Generally, Part A Medicare covers inpatient hospital care, hospice care and home health care services for mesothelioma patients. Part B covers most of the treatment you may receive on an outpatient basis.
Medicare Advantage Plans (Part C) cover everything in Part A and B with access to services not available through Original Medicare. Part C coverage that may benefit mesothelioma patients includes emergency and urgent care, health and wellness programs and Medicare Part D prescription drug coverage.
Diagnosed with pleural mesothelioma in 2016, Jim Huff went 15 months with no new tumor growth. When his cancer finally began to progress, spreading to his abdomen, Huff explored options. Fortunately, his oncologist was able to get Huff on the immunotherapy drug Keytruda, which Medicare and private insurance covered the costs.

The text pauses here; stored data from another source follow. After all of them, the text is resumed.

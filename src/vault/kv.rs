//! Settings document stored in Vault KV-v2.
//!
//! Flow Overview:
//! 1) `get` reads `/v1/{mount}/data/{path}`; the secret's fields are the document and
//!    the KV version is the revision number. A missing secret is `None`.
//! 2) `watch` polls `/v1/{mount}/metadata/{path}` and reads the document again whenever
//!    `current_version` moves. The poller stops when the receiver is dropped or after
//!    the first failed request; the caller reopens the watch.

use async_trait::async_trait;
use reqwest::{Client, StatusCode};
use secrecy::ExposeSecret;
use serde_json::Value;
use std::time::Duration;
use tokio::sync::mpsc;
use tracing::{Instrument, debug, info_span, instrument};

use crate::cli::globals::GlobalArgs;
use crate::settings::{ConfigStore, Revision, RevisionStream};
use crate::store::StoreError;

#[derive(Clone, Debug)]
pub struct VaultConfigStore {
    globals: GlobalArgs,
    client: Client,
    mount: String,
    path: String,
    poll: Duration,
}

impl VaultConfigStore {
    /// # Errors
    /// Returns an error if the HTTP client cannot be built.
    pub fn new(
        globals: GlobalArgs,
        mount: &str,
        path: &str,
        poll: Duration,
    ) -> anyhow::Result<Self> {
        Ok(Self {
            globals,
            client: super::client()?,
            mount: mount.trim_matches('/').to_string(),
            path: path.trim_matches('/').to_string(),
            poll,
        })
    }

    async fn fetch(&self, kind: &str) -> Result<Option<Value>, StoreError> {
        let path = format!("/v1/{}/{kind}/{}", self.mount, self.path);
        let url = super::endpoint_url(&self.globals.vault_url, &path)
            .map_err(|err| StoreError::Rejected(err.to_string()))?;

        let span = info_span!(
            "vault.kv.read",
            http.method = "GET",
            vault.kv.endpoint = kind,
            url = %url
        );
        let response = self
            .client
            .get(&url)
            .header("X-Vault-Token", self.globals.vault_token.expose_secret())
            .send()
            .instrument(span)
            .await?;

        if response.status() == StatusCode::NOT_FOUND {
            return Ok(None);
        }
        if !response.status().is_success() {
            let status = response.status();
            let body = response.text().await.unwrap_or_default();
            return Err(StoreError::Rejected(format!(
                "vault kv {kind} failed: {status} {body}"
            )));
        }
        Ok(Some(response.json().await?))
    }

    async fn current_version(&self) -> Result<Option<u64>, StoreError> {
        self.fetch("metadata")
            .await?
            .map(|body| parse_current_version(&body))
            .transpose()
    }
}

/// Extract the document and its version from a KV-v2 read response.
fn parse_secret(body: &Value) -> Result<Revision, StoreError> {
    let data = body
        .get("data")
        .ok_or_else(|| StoreError::Decode("vault response has no data".to_string()))?;
    let version = data
        .get("metadata")
        .and_then(|metadata| metadata.get("version"))
        .and_then(Value::as_u64)
        .ok_or_else(|| StoreError::Decode("vault response has no version".to_string()))?;
    let document = data
        .get("data")
        .filter(|document| document.is_object())
        .ok_or_else(|| StoreError::Decode("vault secret is not an object".to_string()))?;
    let payload =
        serde_json::to_vec(document).map_err(|err| StoreError::Decode(err.to_string()))?;
    Ok(Revision { version, payload })
}

fn parse_current_version(body: &Value) -> Result<u64, StoreError> {
    body.get("data")
        .and_then(|data| data.get("current_version"))
        .and_then(Value::as_u64)
        .ok_or_else(|| StoreError::Decode("vault metadata has no current_version".to_string()))
}

#[async_trait]
impl ConfigStore for VaultConfigStore {
    #[instrument(skip(self), fields(mount = %self.mount, path = %self.path))]
    async fn get(&self) -> Result<Option<Revision>, StoreError> {
        self.fetch("data")
            .await?
            .map(|body| parse_secret(&body))
            .transpose()
    }

    #[instrument(skip(self), fields(mount = %self.mount, path = %self.path))]
    async fn watch(&self) -> Result<RevisionStream, StoreError> {
        let mut last = self.current_version().await?;
        let (tx, rx) = mpsc::channel(4);
        let store = self.clone();

        tokio::spawn(async move {
            let mut ticker = tokio::time::interval(store.poll.max(Duration::from_secs(1)));
            ticker.set_missed_tick_behavior(tokio::time::MissedTickBehavior::Delay);
            loop {
                tokio::select! {
                    () = tx.closed() => break,
                    _ = ticker.tick() => {}
                }

                let update = match store.current_version().await {
                    Ok(version) if version == last => continue,
                    Ok(version) => {
                        debug!(?version, "settings version changed");
                        last = version;
                        match store.get().await {
                            Ok(Some(revision)) => Ok(revision),
                            Ok(None) => continue,
                            Err(err) => Err(err),
                        }
                    }
                    Err(err) => Err(err),
                };

                let failed = update.is_err();
                if tx.send(update).await.is_err() || failed {
                    break;
                }
            }
        });

        Ok(rx)
    }
}

#[cfg(test)]
mod tests {
    use super::*;
    use serde_json::json;

    #[test]
    fn parses_kv_read_response() {
        let body = json!({
            "data": {
                "data": { "login_failures": 3, "ip_whitelist": ["10.0.0.1"] },
                "metadata": { "version": 7, "destroyed": false }
            }
        });
        let revision = parse_secret(&body);
        assert!(revision.is_ok());
        if let Ok(revision) = revision {
            assert_eq!(revision.version, 7);
            let document: Result<Value, _> = serde_json::from_slice(&revision.payload);
            assert_eq!(
                document.ok().and_then(|doc| doc.get("login_failures").cloned()),
                Some(json!(3))
            );
        }
    }

    #[test]
    fn rejects_malformed_kv_response() {
        assert!(parse_secret(&json!({})).is_err());
        assert!(parse_secret(&json!({ "data": { "data": null, "metadata": { "version": 1 } } })).is_err());
        assert!(parse_secret(&json!({ "data": { "data": {}, "metadata": {} } })).is_err());
    }

    #[test]
    fn parses_current_version() {
        let body = json!({ "data": { "current_version": 12, "oldest_version": 1 } });
        assert_eq!(parse_current_version(&body).ok(), Some(12));
        assert!(parse_current_version(&json!({ "data": {} })).is_err());
    }

    #[test]
    fn trims_mount_and_path() {
        let globals = GlobalArgs::new("http://127.0.0.1:8200".to_string());
        let store = VaultConfigStore::new(globals, "/secret/", "/warden/values/", Duration::from_secs(5));
        assert!(store.is_ok_and(|store| store.mount == "secret" && store.path == "warden/values"));
    }
}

Medicare has contracts with hospitals on how much they are willing to pay for certain services. This is why some hospitals and doctors do not accept Medicare patients — because they are not able to charge the full amount they typically would.
For example, a person with private insurance may be charged full price for a procedure whereas Medicare may only allow the hospital to charge 80%.
Medicare also typically requires a 20% copay from the patient. A patient navigator or social worker at the cancer treatment center can answer specific questions about Medicare, private insurance coverage and out-of-pocket expenses.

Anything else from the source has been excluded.